Right away, patching into STRIKE to trigger the drum, it’s easy to starting tweaking knobs and getting familiar with the sounds Foundation has on hand. With every knob pointing straight up [with TUNE about 11:00] in the 12:00 position, you get a nice, slightly muted punchy kick. Tweaking RING CW lets the drum decay longer, to the point where it can decay into itself, depending on how long of an interval you have your trigger set for. Turning the BEND CW gets you closer to a drum machine chirp with a more treble-y blip sound. TUNE can go from a low, quick blip, to a rubber can sort of sound, and RING does what it says and has the hit ring out for the desired amount. The Texture and Damping combination really help with the overall details of the sound, where Damping is used for smoothing out the high, while Texture—as stated above—effects the middle frequencies. Even without patching anything into the CV inputs, you can get a lot of kick variations from Foundation by just tweaking the knobs, and I found the asymmetrical control layout a nice environment with which to do so. Using CV to control the RING was pretty interesting and a good way to emphasize part of a beat and add interest to something that can sometimes be pretty static, that being the decay. I liked patching an odd low divisible [/9] square wave into the NUDGE, to add some random pitch changes to the tuning of the drum throughout a beat. This gives it a slight human element, a variation on the sound so that it lives, breathes a bit in the patch. NUDGE is already really subtle, as it’s internally dialed down by design, but if ‘’EXTREME’ subtlety is your thing [is there such a thing?], the NUDGE CV in can always be put through an attenuator to dial it down so it’s even more of a nuanced thing. For me, when it comes to manipulating an already great sounding kick, I liked the subtlety that NUDGE provided.
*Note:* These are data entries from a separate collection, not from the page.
//! Renderer seam.
//!
//! Drawing is owned by whatever consumes the collection. The core only
//! defines the [`Renderer`] trait; [`TextRenderer`] is a headless
//! implementation that describes each frame as plain text.

use std::io::Write;

use anyhow::Result;
use shapeshow_fonts::FontStore;

use crate::collection::EntityCollection;
use crate::entity::Entity;

/// Draws the entity collection once per frame.
pub trait Renderer {
    /// Draw frame number `frame` (starting at 0).
    fn draw_frame(&mut self, frame: u64, entities: &EntityCollection) -> Result<()>;
}

/// Writes a HUD line and one line per entity for every frame.
pub struct TextRenderer<'a, W: Write> {
    out: W,
    fonts: &'a FontStore,
}

impl<'a, W: Write> TextRenderer<'a, W> {
    pub fn new(out: W, fonts: &'a FontStore) -> Self {
        Self { out, fonts }
    }

    pub fn into_inner(self) -> W {
        self.out
    }

    fn describe(&self, entity: &Entity) -> String {
        let body = match entity {
            Entity::Text(text) => match self.fonts.get(text.font) {
                Some(font) => format!(
                    "Text \"{}\" size={} font={} missing_glyphs={}",
                    text.content,
                    text.font_size,
                    font.family().unwrap_or("unknown"),
                    font.missing_glyphs(&text.content)
                ),
                None => format!(
                    "Text \"{}\" size={} font=unloaded",
                    text.content, text.font_size
                ),
            },
            Entity::Circle(circle) => format!(
                "Circle {} at ({}, {}) r={}",
                circle.name, circle.position[0], circle.position[1], circle.radius
            ),
            Entity::Rectangle(rect) => format!(
                "Rectangle {} at ({}, {}) {}x{}",
                rect.name, rect.position[0], rect.position[1], rect.width, rect.height
            ),
        };
        format!("{body} color={:?}", entity.color().as_array())
    }
}

impl<W: Write> Renderer for TextRenderer<'_, W> {
    fn draw_frame(&mut self, frame: u64, entities: &EntityCollection) -> Result<()> {
        writeln!(self.out, "-- frame {frame} --")?;
        writeln!(self.out, "Entities loaded: {}", entities.len())?;
        for entity in entities {
            let line = self.describe(entity);
            writeln!(self.out, "  {line}")?;
        }
        self.out.flush()?;
        Ok(())
    }
}
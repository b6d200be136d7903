//! shapeshow builds typed, renderable entities from a line-oriented scene
//! config.
//!
//! ```text
//! config.txt → populate → ConfigEntityInfo[] → EntityBuilder → EntityCollection → Renderer
//! ```
//!
//! Parsing lives in `shapeshow-config`, font loading in `shapeshow-fonts`.
//! This crate owns the entity model, the builders and the collection that a
//! renderer draws each frame.

pub mod app;
pub mod builder;
pub mod cli;
pub mod collection;
pub mod diagnostics;
pub mod entity;
pub mod logging;
pub mod render;

/// Application version from Cargo.toml
pub const VERSION: &str = env!("CARGO_PKG_VERSION");

// Re-export main types for convenience
pub use builder::{Built, EntityBuilder, build_shape};
pub use collection::{EntityCollection, SceneLoad};
pub use diagnostics::{Diagnostic, RecordDiagnostic};
pub use entity::{Circle, Color, Entity, Rectangle, TextLabel};
pub use render::{Renderer, TextRenderer};
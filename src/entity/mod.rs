//! Renderable entities built from config records.
//!
//! [`Entity`] is a closed set of variants. Renderers match on it
//! exhaustively, so adding a variant is a compile error everywhere it is
//! drawn until that site handles it.

mod color;
pub mod fallback;

use serde::Serialize;
use shapeshow_fonts::FontHandle;

pub use color::Color;

/// A filled circle.
#[derive(Debug, Clone, PartialEq, Serialize)]
pub struct Circle {
    pub name: String,
    /// Top-left corner of the bounding box, in pixels
    pub position: [f32; 2],
    /// Parsed from config but not applied to `position`
    pub velocity: [f32; 2],
    pub color: Color,
    pub radius: f32,
}

/// A filled axis-aligned rectangle.
#[derive(Debug, Clone, PartialEq, Serialize)]
pub struct Rectangle {
    pub name: String,
    /// Top-left corner, in pixels
    pub position: [f32; 2],
    /// Parsed from config but not applied to `position`
    pub velocity: [f32; 2],
    pub color: Color,
    pub width: f32,
    pub height: f32,
}

/// A text label drawn with a font from the font store.
#[derive(Debug, Clone, PartialEq, Serialize)]
pub struct TextLabel {
    pub content: String,
    /// Character size in pixels
    pub font_size: u32,
    pub color: Color,
    pub font: FontHandle,
}

/// One renderable object from the scene config.
#[derive(Debug, Clone, PartialEq, Serialize)]
#[serde(tag = "kind")]
pub enum Entity {
    Text(TextLabel),
    Circle(Circle),
    Rectangle(Rectangle),
}

impl Entity {
    /// Shape name, or `None` for text labels (which are unnamed).
    pub fn name(&self) -> Option<&str> {
        match self {
            Entity::Text(_) => None,
            Entity::Circle(circle) => Some(&circle.name),
            Entity::Rectangle(rect) => Some(&rect.name),
        }
    }

    pub fn color(&self) -> Color {
        match self {
            Entity::Text(text) => text.color,
            Entity::Circle(circle) => circle.color,
            Entity::Rectangle(rect) => rect.color,
        }
    }

    /// Short variant label used in logs and the text renderer.
    pub fn kind_label(&self) -> &'static str {
        match self {
            Entity::Text(_) => "Text",
            Entity::Circle(_) => "Circle",
            Entity::Rectangle(_) => "Rectangle",
        }
    }

    pub fn as_circle(&self) -> Option<&Circle> {
        match self {
            Entity::Circle(circle) => Some(circle),
            _ => None,
        }
    }

    pub fn as_rectangle(&self) -> Option<&Rectangle> {
        match self {
            Entity::Rectangle(rect) => Some(rect),
            _ => None,
        }
    }

    pub fn as_text(&self) -> Option<&TextLabel> {
        match self {
            Entity::Text(text) => Some(text),
            _ => None,
        }
    }
}

impl From<Circle> for Entity {
    fn from(circle: Circle) -> Self {
        Entity::Circle(circle)
    }
}

impl From<Rectangle> for Entity {
    fn from(rect: Rectangle) -> Self {
        Entity::Rectangle(rect)
    }
}

impl From<TextLabel> for Entity {
    fn from(text: TextLabel) -> Self {
        Entity::Text(text)
    }
}
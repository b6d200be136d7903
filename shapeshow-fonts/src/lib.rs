//! Font loading for shapeshow text entities.
//!
//! Text records name a font file by path. The [`FontStore`] reads and
//! validates each path once, keeps the bytes alive for the rest of the
//! process, and hands out copyable [`FontHandle`]s that text entities carry.
//!
//! The entity builder only depends on the [`FontSource`] trait so tests can
//! substitute an in-memory source.

pub mod error;
pub mod font_store;

// Re-export main types for convenience
pub use error::FontError;
pub use font_store::{FontData, FontHandle, FontSource, FontStore};
//! Config records: one per non-blank line of the scene config.

use std::fmt;

use serde::Serialize;

use crate::defaults::BLANK_LINE_CHARS;
use crate::tokenizer::tokenize;

/// A parsed config line: the declared type name plus its attribute tokens.
///
/// Records are built once by [`parse_line`] and never modified; the entity
/// builder reads them to decide what to construct.
#[derive(Debug, Clone, Default, PartialEq, Eq, Serialize)]
pub struct ConfigEntityInfo {
    /// First token of the line (`Circle`, `Rectangle`, `Font`, ...)
    pub entity_type: String,
    /// Remaining tokens, in line order
    pub attributes: Vec<String>,
}

impl ConfigEntityInfo {
    /// Create a record from a type name and attribute tokens.
    pub fn new<I, S>(entity_type: impl Into<String>, attributes: I) -> Self
    where
        I: IntoIterator<Item = S>,
        S: Into<String>,
    {
        Self {
            entity_type: entity_type.into(),
            attributes: attributes.into_iter().map(Into::into).collect(),
        }
    }

    /// Attribute at `index`, if present.
    pub fn attribute(&self, index: usize) -> Option<&str> {
        self.attributes.get(index).map(String::as_str)
    }
}

impl fmt::Display for ConfigEntityInfo {
    fn fmt(&self, f: &mut fmt::Formatter<'_>) -> fmt::Result {
        writeln!(f, "Entity Type: {}", self.entity_type)?;
        write!(f, "Attributes: [{}]", self.attributes.join(" "))
    }
}

/// Parse a single config line into a record.
///
/// The first token becomes the type name and the rest become attributes.
/// A line without tokens yields an empty record; this never fails.
pub fn parse_line(line: &str) -> ConfigEntityInfo {
    let mut tokens = tokenize(line).into_iter();
    match tokens.next() {
        Some(entity_type) => ConfigEntityInfo::new(entity_type, tokens),
        None => ConfigEntityInfo::default(),
    }
}

/// Parse the full text of a config file into records, in file order.
///
/// Lines that are empty or contain only spaces, tabs, CR or LF are skipped
/// without producing a record.
pub fn populate(content: &str) -> Vec<ConfigEntityInfo> {
    let records: Vec<ConfigEntityInfo> = content
        .lines()
        .filter(|line| !is_blank(line))
        .map(parse_line)
        .collect();
    log::debug!("Parsed {} config records", records.len());
    records
}

fn is_blank(line: &str) -> bool {
    line.chars().all(|c| BLANK_LINE_CHARS.contains(&c))
}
The SINE wave output corresponds to the TUNE control and is a constant wave—there’s no envelope on this output—and with TEXTURE full CW and DAMPING fully CCW you could hear two distinct tones exiting the Drum output; a low and a high. This becomes more apparent when you patch out of the SINE output with CV going into the 1V input. The DRUM output is now tuned to the CV and SINE out becomes a melody that corresponds to the kick. It takes a minimum 2V trigger at the STRIKE input to get the drum sounding, and I noticed that when I had a melody patched into the 1V input, while the melody sounded cool directly through the SINE output to my mixer, the sound of the kick only changed drastically when there was a noticeably higher voltage going into the 1V input, indicated by a higher pitch for the melody. In conjunction with the ENV out, patched into a VCA, Foundation gives you the ability to have a kick/bassline combo that is locked in full, by patching it into the CV of a VCA with the bassline for the input. Super tight sound, really quick and easy. Since the ENV output is the shape of the kick drum being made, it’s possible to layer on top of the kick with any sound you like that completely matches the envelope of the kick, and this can really help you create a unique kick sound, further differentiating your sound from the clone drum crowd [guilty as charged...well, not anymore!]. Using the NOISE output into a VCA while feeding the VCA somewhat random and short gates from Pamela’s Workout with Foundation laying it down, gave me some cool stuttering rhythms—only three modules needed.
I like Foundation a lot. It strikes a great balance with the perfect amount of features, and the options for tweaking help really hone in on a lot of variation in tones and sound. I do wish Foundation had some sort of visual indicator—an LED or something—for when it’s being triggered, but that minuscule nitpick aside, if you’re looking for something you can really build on [no foundation pun here], Foundation is definitely worth a look. I recommend it highly—it sounds excellent and is super versatile. I really hope Noise Reap does something similar with a snare module.